__What this task involves__
Check each line of the data for "files", and copy the ones that have it.

** Data to process follows **

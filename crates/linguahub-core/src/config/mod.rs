//! Application configuration schemas.
//!
//! All configuration structs are deserialized from TOML files via the
//! `config` crate. Each sub-module represents a logical configuration
//! section.

pub mod logging;
pub mod realtime;

use serde::{Deserialize, Serialize};

use self::logging::LoggingConfig;
use self::realtime::RealtimeConfig;

use crate::error::AppError;

/// Root client configuration.
///
/// This struct is the top-level deserialization target for the merged
/// TOML configuration files (default.toml + environment overlay).
#[derive(Debug, Clone, Serialize, Deserialize)]
pub struct ClientConfig {
    /// WebSocket endpoint of the LinguaHub server.
    #[serde(default = "default_endpoint")]
    pub endpoint: String,
    /// Real-time connection settings.
    #[serde(default)]
    pub realtime: RealtimeConfig,
    /// Logging settings.
    #[serde(default)]
    pub logging: LoggingConfig,
}

impl Default for ClientConfig {
    fn default() -> Self {
        Self {
            endpoint: default_endpoint(),
            realtime: RealtimeConfig::default(),
            logging: LoggingConfig::default(),
        }
    }
}

impl ClientConfig {
    /// Load configuration from TOML files.
    ///
    /// Merges the default configuration with an environment-specific overlay
    /// and environment variables prefixed with `LINGUAHUB__`.
    pub fn load(env: &str) -> Result<Self, AppError> {
        let config = config::Config::builder()
            .add_source(config::File::with_name("config/default").required(false))
            .add_source(config::File::with_name(&format!("config/{env}")).required(false))
            .add_source(
                config::Environment::with_prefix("LINGUAHUB")
                    .separator("__")
                    .try_parsing(true),
            )
            .build()?;

        config
            .try_deserialize()
            .map_err(|e| AppError::configuration(format!("Failed to deserialize config: {e}")))
    }
}

fn default_endpoint() -> String {
    "ws://127.0.0.1:8080/ws".to_string()
}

** End of Data to process **

__Worked solution__
//! All configuration structs are deserialized from TOML files via the
/// TOML configuration files (default.toml + environment overlay).
    /// Load configuration from TOML files.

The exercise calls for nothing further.